Stored items
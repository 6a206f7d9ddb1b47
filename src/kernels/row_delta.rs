//! This module contains the row-wise delta filter for image planes.
//!
//! Each sample is replaced by its difference from the left neighbour in the
//! same row, using wrapping arithmetic so residuals stay in the sample type
//! and the transform is exactly invertible. The first sample of every row is
//! stored as-is. Rows never reference each other.

use num_traits::{PrimInt, WrappingAdd, WrappingSub};

use crate::error::CodecError;

//==================================================================================
// 1. Generic Core Logic (In-Place)
//==================================================================================

/// Replaces each sample with `row[i] - row[i - 1]`, in place.
fn encode_row_inplace<T>(row: &mut [T])
where
    T: PrimInt + WrappingSub,
{
    // Backwards, so every subtraction still sees the original left neighbour.
    for i in (1..row.len()).rev() {
        row[i] = row[i].wrapping_sub(&row[i - 1]);
    }
}

/// Reconstructs the original samples from residuals, in place, left to right.
fn decode_row_inplace<T>(row: &mut [T])
where
    T: PrimInt + WrappingAdd,
{
    for i in 1..row.len() {
        row[i] = row[i].wrapping_add(&row[i - 1]);
    }
}

fn check_plane_len(len: usize, width: usize, height: usize) -> Result<(), CodecError> {
    let expected = width
        .checked_mul(height)
        .ok_or(CodecError::DimensionTooLarge {
            field: "plane",
            value: usize::MAX,
        })?;
    if len != expected {
        return Err(CodecError::SizeMismatch {
            field: "plane",
            expected,
            actual: len,
        });
    }
    Ok(())
}

//==================================================================================
// 2. Public API
//==================================================================================

/// Applies the filter to a row-major `width x height` plane.
pub fn forward_rows<T>(samples: &[T], width: usize, height: usize) -> Result<Vec<T>, CodecError>
where
    T: PrimInt + WrappingSub,
{
    check_plane_len(samples.len(), width, height)?;
    let mut residuals = samples.to_vec();
    if width > 0 {
        for row in residuals.chunks_exact_mut(width) {
            encode_row_inplace(row);
        }
    }
    Ok(residuals)
}

/// Inverts [`forward_rows`].
pub fn inverse_rows<T>(residuals: &[T], width: usize, height: usize) -> Result<Vec<T>, CodecError>
where
    T: PrimInt + WrappingAdd,
{
    check_plane_len(residuals.len(), width, height)?;
    let mut samples = residuals.to_vec();
    if width > 0 {
        for row in samples.chunks_exact_mut(width) {
            decode_row_inplace(row);
        }
    }
    Ok(samples)
}

/// Row-delta filter over 8-bit samples: `residual[r, c] = (s[r, c] - s[r, c - 1]) mod 256`.
pub fn forward(samples: &[u8], width: usize, height: usize) -> Result<Vec<u8>, CodecError> {
    forward_rows(samples, width, height)
}

/// Inverse row-delta filter over 8-bit residuals.
pub fn inverse(residuals: &[u8], width: usize, height: usize) -> Result<Vec<u8>, CodecError> {
    inverse_rows(residuals, width, height)
}
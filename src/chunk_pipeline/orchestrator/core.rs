// In: src/chunk_pipeline/orchestrator/core.rs

use crate::chunk_pipeline::artifact::{attach_header, read_header, GeometryHeader};
use crate::chunk_pipeline::context::DecodedImage;
use crate::config::{CodecConfig, FilterMode};
use crate::error::CodecError;
use crate::frame_pipeline::framer_for;
use crate::kernels::{self, bitstream, lzw};
use crate::types::ImageGeometry;

//==================================================================================
// 1. Symbol Stream Orchestration (bare bitstream layout)
//==================================================================================

/// Compresses an arbitrary byte stream into a bare framed bitstream:
/// `[pad_count][codelength][codes][pad]`.
pub fn compress_symbols(symbols: &[u8]) -> Result<Vec<u8>, CodecError> {
    let encoded = lzw::encode(symbols);
    let bytes = bitstream::pack(&encoded.codes, encoded.codelength)?;

    log_metric!(
        "event" = "compress_symbols",
        "symbols" = symbols.len(),
        "codes" = encoded.codes.len(),
        "dict_size" = encoded.dict_size,
        "codelength" = encoded.codelength,
        "bytes" = bytes.len()
    );
    Ok(bytes)
}

/// Inverse of [`compress_symbols`].
pub fn decompress_symbols(bytes: &[u8]) -> Result<Vec<u8>, CodecError> {
    let (codes, codelength) = bitstream::unpack(bytes)?;
    let symbols = lzw::decode(&codes)?;

    log_metric!(
        "event" = "decompress_symbols",
        "bytes" = bytes.len(),
        "codes" = codes.len(),
        "codelength" = codelength,
        "symbols" = symbols.len()
    );
    Ok(symbols)
}

//==================================================================================
// 2. Image Orchestration (geometry-prefixed layout)
//==================================================================================

/// Compresses an interleaved, row-major 8-bit image.
///
/// The pipeline is: channel framing (planes concatenated) -> optional row
/// delta -> LZW -> bit packing -> geometry header. The geometry header is
/// always written, for single- and multi-channel images alike.
pub fn compress_image(
    pixels: &[u8],
    geometry: ImageGeometry,
    config: &CodecConfig,
) -> Result<Vec<u8>, CodecError> {
    // 1. Validate the request before touching any data.
    config.validate()?;
    if geometry.channels != config.channel_count() {
        return Err(CodecError::SizeMismatch {
            field: "channels",
            expected: config.channel_count(),
            actual: geometry.channels,
        });
    }
    let header = GeometryHeader::new(geometry.width, geometry.height)?;

    // 2. Frame: interleaved pixels -> planar stream.
    let framer = framer_for(config.layout);
    let stream = framer.frame(pixels, &geometry)?;

    // 3. Filter. Concatenated planes are `height * channels` rows of `width`,
    //    so one pass covers every plane without crossing plane boundaries.
    let rows = geometry.height * geometry.channels;
    let filtered = kernels::dispatch_filter(config.filter, stream, geometry.width, rows)
        .map_err(|e| e.at_stage("row_delta_forward"))?;

    // 4. Dictionary coding + bit packing.
    let bitstream = compress_symbols(&filtered)?;

    // 5. Assemble the artifact.
    let artifact = attach_header(header, &bitstream);
    log::info!(
        "compressed {} image ({:?}) into {} bytes",
        geometry,
        config.filter,
        artifact.len()
    );
    Ok(artifact)
}

/// Decompresses an artifact produced by [`compress_image`] with the same config.
///
/// # Errors
/// `MalformedStream` if the artifact is truncated or if its geometry header
/// disagrees with the number of decoded samples; `InvalidCode` for a corrupt
/// code stream.
pub fn decompress_image(bytes: &[u8], config: &CodecConfig) -> Result<DecodedImage, CodecError> {
    config.validate()?;

    // 1. Deserialize the geometry header.
    let (header, bitstream) = read_header(bytes)?;
    let geometry = ImageGeometry::new(
        usize::from(header.width),
        usize::from(header.height),
        config.channel_count(),
    );

    // 2. Unpack and decode the symbol stream.
    let stream = decompress_symbols(bitstream)?;
    check_decoded_len(stream.len(), geometry.sample_count()?)?;

    // 3. Undo the filter, then the framing.
    let rows = geometry.height * geometry.channels;
    let unfiltered = kernels::dispatch_unfilter(config.filter, stream, geometry.width, rows)
        .map_err(|e| e.at_stage("row_delta_inverse"))?;
    let pixels = framer_for(config.layout)
        .unframe(&unfiltered, &geometry)
        .map_err(|e| e.at_stage("channel_unframe"))?;

    log::info!(
        "decompressed {} bytes into {} image ({:?})",
        bytes.len(),
        geometry,
        config.filter
    );
    Ok(DecodedImage::new(pixels, geometry))
}

/// Decompresses a bare, headerless single-channel bitstream whose geometry is
/// known out of band. The decoded length must match `width * height` exactly.
pub fn decompress_plane(
    bytes: &[u8],
    width: usize,
    height: usize,
    filter: FilterMode,
) -> Result<Vec<u8>, CodecError> {
    let geometry = ImageGeometry::new(width, height, 1);
    let stream = decompress_symbols(bytes)?;
    check_decoded_len(stream.len(), geometry.plane_len()?)?;

    kernels::dispatch_unfilter(filter, stream, width, height)
        .map_err(|e| e.at_stage("row_delta_inverse"))
}

//==================================================================================
// 3. Private Helpers
//==================================================================================

fn check_decoded_len(actual: usize, expected: usize) -> Result<(), CodecError> {
    if actual != expected {
        return Err(CodecError::malformed(
            "geometry_header",
            format!("{} decoded samples", expected),
            format!("{} decoded samples", actual),
        ));
    }
    Ok(())
}
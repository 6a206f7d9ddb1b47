//! The pure, library-agnostic data carriers passed into and out of the
//! chunk pipeline.

use crate::types::ImageGeometry;

/// A fully decoded image: interleaved, row-major samples plus their shape.
#[derive(Debug, Clone, PartialEq, Eq)]
pub struct DecodedImage {
    pub pixels: Vec<u8>,
    pub geometry: ImageGeometry,
}

impl DecodedImage {
    pub fn new(pixels: Vec<u8>, geometry: ImageGeometry) -> Self {
        Self { pixels, geometry }
    }
}
/// Fixed step of the host's physics scheduler (50 Hz).
pub const FIXED_DT: f32 = 1.0 / 50.0;

/// Accumulates variable frame time and hands out whole fixed steps.
pub struct FixedTimestep {
    step: f32,
    accumulator: f32,
}

impl FixedTimestep {
    pub fn new(step: f32) -> Self {
        Self {
            step,
            accumulator: 0.0,
        }
    }

    pub fn step(&self) -> f32 {
        self.step
    }

    /// Add `frame_dt` seconds and return how many fixed steps are now due.
    pub fn advance(&mut self, frame_dt: f32) -> usize {
        self.accumulator += frame_dt;
        let mut steps = 0;
        while self.accumulator >= self.step {
            self.accumulator -= self.step;
            steps += 1;
        }
        steps
    }
}

impl Default for FixedTimestep {
    fn default() -> Self {
        Self::new(FIXED_DT)
    }
}
use glam::{Quat, Vec3};

use crate::config::LocomotionConfig;
use crate::math::{angle_deg, approx_eq, euler_deg, FORWARD, UP};

/// Result of a single ray query.
#[derive(Debug, Clone, Copy, PartialEq)]
pub struct RayHit {
    pub normal: Vec3,
    pub point: Vec3,
    pub distance: f32,
}

/// Ray-intersection service provided by the host's physics world.
pub trait GroundQuery {
    /// Nearest hit along `direction` within `max_distance` against colliders
    /// whose layer is in `layer_mask`.
    fn raycast(&self, origin: Vec3, direction: Vec3, max_distance: f32, layer_mask: u32)
        -> Option<RayHit>;
}

impl<T: GroundQuery + ?Sized> GroundQuery for &T {
    fn raycast(&self, origin: Vec3, direction: Vec3, max_distance: f32, layer_mask: u32) -> Option<RayHit> {
        (**self).raycast(origin, direction, max_distance, layer_mask)
    }
}

/// A surface is climbable from `reference` when the angle between the two
/// normals is below `max_slope_angle` degrees.
pub fn is_surface_climbable(normal: Vec3, reference: Vec3, max_slope_angle: f32) -> bool {
    angle_deg(normal, reference) < max_slope_angle
}

/// One tick's center-ray result.
#[derive(Debug, Clone, Copy, Default, PartialEq)]
pub struct GroundProbe {
    pub hit: Option<RayHit>,
    /// The hit is close enough to the collider's bottom to stand on.
    pub counts_as_ground: bool,
}

impl GroundProbe {
    pub fn is_hit(&self) -> bool {
        self.hit.is_some()
    }
}

/// Downward ground probe with one step of surface-normal history.
#[derive(Debug, Clone, Default)]
pub struct GroundSensor {
    /// Normal of the surface before the most recent surface change.
    pub last_normal: Vec3,
    pub current_normal: Vec3,
    probe: GroundProbe,
}

impl GroundSensor {
    pub fn new() -> Self {
        Self::default()
    }

    pub fn last_probe(&self) -> GroundProbe {
        self.probe
    }

    /// Cast straight down from `position + offset`. The airborne state passes
    /// its facing as `offset` to look ahead of travel.
    pub fn probe(
        &mut self,
        query: &impl GroundQuery,
        position: Vec3,
        offset: Vec3,
        config: &LocomotionConfig,
    ) -> GroundProbe {
        let origin = position + offset;
        let hit = query.raycast(
            origin,
            -UP,
            config.ground_ray_distance + offset.y,
            config.collidable_layers,
        );

        let mut counts_as_ground = false;
        if let Some(hit) = hit {
            if !approx_eq(self.current_normal, hit.normal) {
                self.last_normal = self.current_normal;
                self.current_normal = hit.normal;
            }
            counts_as_ground = origin.distance(hit.point) - config.collider_height / 2.0
                < config.distance_from_collider_to_count_as_ground_hit;
        }

        self.probe = GroundProbe {
            hit,
            counts_as_ground,
        };
        self.probe
    }

    /// The surface under the player changed since the previous change.
    pub fn surface_changed(&self) -> bool {
        !approx_eq(self.last_normal, self.current_normal)
    }

    /// Normal the player last stood on, or up when there is no history yet.
    pub fn reference_normal(&self) -> Vec3 {
        if self.last_normal == Vec3::ZERO {
            UP
        } else {
            self.last_normal
        }
    }

    pub fn reset_history(&mut self) {
        self.last_normal = Vec3::ZERO;
        self.current_normal = Vec3::ZERO;
    }

    /// Average `center_normal` with the normals found by a ring of downward
    /// rays around the player. Rays land at `facing * yaw(-i * 360/N) * FORWARD`
    /// from `position`; only surfaces climbable from the current surface are
    /// counted. The result is not normalized.
    pub fn average_normal(
        &self,
        query: &impl GroundQuery,
        position: Vec3,
        facing: Quat,
        center_normal: Vec3,
        config: &LocomotionConfig,
    ) -> Vec3 {
        let reference = if self.current_normal == Vec3::ZERO {
            UP
        } else {
            self.current_normal
        };
        let ray_length = config.ground_ray_distance + config.ground_rotation_ray_extra_distance;
        let increment = 360.0 / config.rotation_ray_count as f32;

        let mut sum = center_normal;
        let mut count = 1;
        for i in 0..config.rotation_ray_count {
            let offset = facing * euler_deg(0.0, -increment * i as f32, 0.0) * FORWARD;
            let Some(hit) = query.raycast(position + offset, -UP, ray_length, config.collidable_layers)
            else {
                continue;
            };
            if is_surface_climbable(hit.normal, reference, config.max_climbable_slope_angle) {
                sum += hit.normal;
                count += 1;
            }
        }
        sum / count as f32
    }
}

#[cfg(test)]
mod tests {
    use super::*;

    /// Horizontal plane at `height` with a fixed reported normal.
    struct Floor {
        height: f32,
        normal: Vec3,
    }

    impl GroundQuery for Floor {
        fn raycast(&self, origin: Vec3, _direction: Vec3, max_distance: f32, _mask: u32) -> Option<RayHit> {
            let distance = origin.y - self.height;
            (distance >= 0.0 && distance <= max_distance).then(|| RayHit {
                normal: self.normal,
                point: Vec3::new(origin.x, self.height, origin.z),
                distance,
            })
        }
    }

    /// Flat on the right (`x >= 0`), steep wall normal on the left.
    struct HalfWall;

    impl GroundQuery for HalfWall {
        fn raycast(&self, origin: Vec3, _direction: Vec3, _max: f32, _mask: u32) -> Option<RayHit> {
            let normal = if origin.x >= 0.0 { UP } else { Vec3::X };
            Some(RayHit {
                normal,
                point: Vec3::new(origin.x, 0.0, origin.z),
                distance: origin.y,
            })
        }
    }

    #[test]
    fn near_hit_counts_as_ground() {
        let config = LocomotionConfig::default();
        let mut sensor = GroundSensor::new();
        let floor = Floor { height: 0.0, normal: UP };

        let probe = sensor.probe(&floor, Vec3::new(0.0, 1.0, 0.0), Vec3::ZERO, &config);
        assert!(probe.is_hit());
        assert!(probe.counts_as_ground);

        // 2.4 - 1.0 is past the 1.3 proximity gate but within ray length.
        let probe = sensor.probe(&floor, Vec3::new(0.0, 2.4, 0.0), Vec3::ZERO, &config);
        assert!(probe.is_hit());
        assert!(!probe.counts_as_ground);
    }

    #[test]
    fn miss_leaves_history_untouched() {
        let config = LocomotionConfig::default();
        let mut sensor = GroundSensor::new();
        let floor = Floor { height: 0.0, normal: UP };
        sensor.probe(&floor, Vec3::new(0.0, 1.0, 0.0), Vec3::ZERO, &config);

        let probe = sensor.probe(&floor, Vec3::new(0.0, 10.0, 0.0), Vec3::ZERO, &config);
        assert!(!probe.is_hit());
        assert!(!probe.counts_as_ground);
        assert_eq!(sensor.current_normal, UP);
    }

    #[test]
    fn history_shifts_only_on_normal_change() {
        let config = LocomotionConfig::default();
        let mut sensor = GroundSensor::new();
        let flat = Floor { height: 0.0, normal: UP };
        let tilted = Floor {
            height: 0.0,
            normal: Vec3::new(0.0, 1.0, 1.0).normalize(),
        };
        let pos = Vec3::new(0.0, 1.0, 0.0);

        sensor.probe(&flat, pos, Vec3::ZERO, &config);
        assert_eq!(sensor.last_normal, Vec3::ZERO);
        assert!(sensor.surface_changed());
        assert_eq!(sensor.reference_normal(), UP);

        sensor.probe(&flat, pos, Vec3::ZERO, &config);
        assert_eq!(sensor.last_normal, Vec3::ZERO);

        sensor.probe(&tilted, pos, Vec3::ZERO, &config);
        assert_eq!(sensor.last_normal, UP);
        assert_eq!(sensor.current_normal, tilted.normal);

        sensor.reset_history();
        assert!(!sensor.surface_changed());
    }

    #[test]
    fn look_ahead_offset_extends_ray() {
        let config = LocomotionConfig::default();
        let mut sensor = GroundSensor::new();
        let floor = Floor { height: 0.0, normal: UP };
        // Origin at y = 3.0 needs 3.0 of ray; 2.5 + 0.5 reaches exactly.
        let probe = sensor.probe(&floor, Vec3::new(0.0, 2.5, 0.0), Vec3::new(0.0, 0.5, 0.0), &config);
        assert!(probe.is_hit());
    }

    #[test]
    fn average_normal_skips_unclimbable_samples() {
        let mut config = LocomotionConfig::default();
        config.rotation_ray_count = 4;
        config.max_climbable_slope_angle = 45.0;
        let sensor = GroundSensor::new();

        // Rays at 0, -90, -180, -270 degrees: forward, left, back, right.
        // The left sample hits the wall normal and is rejected.
        let avg = sensor.average_normal(&HalfWall, Vec3::new(0.0, 1.0, 0.0), Quat::IDENTITY, UP, &config);
        assert!((avg - UP).length() < 1e-5);
    }

    #[test]
    fn average_normal_includes_center_sample() {
        let mut config = LocomotionConfig::default();
        config.rotation_ray_count = 2;
        let sensor = GroundSensor::new();
        let floor = Floor { height: 0.0, normal: UP };
        let center = Vec3::new(0.0, 1.0, 1.0).normalize();

        let avg = sensor.average_normal(&floor, Vec3::new(0.0, 1.0, 0.0), Quat::IDENTITY, center, &config);
        let expected = (center + UP * 2.0) / 3.0;
        assert!((avg - expected).length() < 1e-5);
    }

    #[test]
    fn climbable_is_strictly_below_limit() {
        assert!(is_surface_climbable(UP, UP, 80.0));
        assert!(!is_surface_climbable(Vec3::X, UP, 80.0));
        assert!(!is_surface_climbable(Vec3::X, UP, 90.0));
    }
}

# [EXERCISE AIM]
Show the lines of the entries that include the string "actual", copying each in full.

# [EXERCISE OUTPUT]
            actual: len,
            actual: geometry.channels,
fn check_decoded_len(actual: usize, expected: usize) -> Result<(), CodecError> {
    if actual != expected {
            format!("{} decoded samples", actual),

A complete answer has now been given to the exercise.